11/10/2015 c5 TheTrueLunarHuntress
I knew he wouldn't buy it! Please continue!
4/2/2009 c5 4Honeybeebee
someone's got a crush.. hope you update soon!
6/23/2008 c4 2Burlesque Romantique
This is so funny, please continue!
3/17/2008 c3 5CoHeeD17
Please write a new chapter! I'm dying to read this all the way through!
5/7/2007 c3 ceb
The story is good so far but i was hoping in chapter 3 zelda and link would make the cards already and send them. I'd really like if you would write the date part sort of like they did on the episode on avatar with the characters all having stories. Maybe?
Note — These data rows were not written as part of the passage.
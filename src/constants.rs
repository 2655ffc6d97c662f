//! Global constants for jamloop
//!
//! Consolidates timing, escape sequence and device constants
//! to eliminate magic numbers throughout the codebase.

// ============================================================================
// Timing Constants
// ============================================================================

/// Default update tick rate (Hz)
pub const DEFAULT_REFRESH_HZ: f64 = 60.0;

/// Default sleep between polling iterations in milliseconds.
/// Only bounds CPU spin; the tick is driven by the clock, not this sleep.
pub const DEFAULT_IDLE_SLEEP_MS: u64 = 2;

/// Consecutive empty polls before a lone ESC is delivered as a key
pub const DEFAULT_ESCAPE_FLUSH_POLLS: u32 = 3;

// ============================================================================
// Escape Sequences
// ============================================================================

/// Escape introducer
pub const ESC: u8 = 0x1b;

/// Control Sequence Introducer second byte (`ESC [`)
pub const CSI_BYTE: u8 = b'[';

/// Single Shift 3 second byte (`ESC O`, VT function keys)
pub const SS3_BYTE: u8 = b'O';

/// Longest escape sequence kept in the decode buffer
pub const MAX_SEQUENCE_LEN: usize = 16;

/// Largest single read from the raw input stream
pub const READ_CHUNK: usize = 256;

// ============================================================================
// Pointer Buttons (linux/input-event-codes.h)
// ============================================================================

/// Left mouse button
pub const BTN_LEFT: u32 = 0x110;

/// Right mouse button
pub const BTN_RIGHT: u32 = 0x111;

/// Middle mouse button
pub const BTN_MIDDLE: u32 = 0x112;

// ============================================================================
// Display
// ============================================================================

/// Default display width when no configuration is provided
pub const DEFAULT_DISPLAY_WIDTH: u32 = 720;

/// Default display height when no configuration is provided
pub const DEFAULT_DISPLAY_HEIGHT: u32 = 400;

/// Default libinput seat
pub const DEFAULT_SEAT: &str = "seat0";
Will you please have Impa and Ganondorf kiss in this please? x3
5/5/2007 c3 21hamxham
woot! this is an awesome story! plz continue!
5/5/2007 c3 Kayla
Hahaha, this is really funny. However, in my opinion, I think you should continue the humourous madness by raising the bar a little in your plot. I mean, you have a good idea here, and I see so many opportunities you can use in order to go beyond what you have. I'm not saying it's bad, however, I would hate to see a good idea turn into a predictable story. Right now, that's the direction your story is going. To save yourself from such a fate, I suggest brain-storming unique and interesting antics that can happen in the events leading up to your rising action (I'm guessing that would be the part when Zelda forges each Valentine under Impa's and Ganon's name). I don't know,

Overall, I think the whole thing is pretty hilarious. The humor is fresh, and the dialogue is quite comical as well. Especially when Link was on a sugar high from the chocolate Zelda gave him.

I do not mean to sound mean or cutting towards your writing material. I seriously mean no harm, I am just trying to give you some honest feedback so that perhaps when you are editing or writing your chapters, you could keep this in mind.

I will comment slightly on some of the confusion with your present and past tenses your chapters. For an example, if you write: "Link sighs" instead of "Link sighed," it just confuses things. You should distinguish between when you use present tense and when you use past tense. Don't worry, these little writing skills come with time. Keep practising, and I'm sure you'll be polished soon enough. It took me years before I learned all the do's and don'ts too, and I've been writing since I was 12. I'm 16 now. ^^

Don't give up yet! You've just begun! Please continue! And hopefully, you'll take what I've said into consideration and not get offended.

Happy writing,

Kayla
4/30/2007 c2 CB
OMG this is so great x3 Please tell me your going to make chapter 3 and maybe more! I think this is such a great story, I love how the characters act and respond. This is such a genius story.
4/9/2007 c2 23How Like a Winter
I love it! I can't wait to see what happens, LOL. Please update soon!
3/20/2007 c2 Serebellum
LOL, this is so cute.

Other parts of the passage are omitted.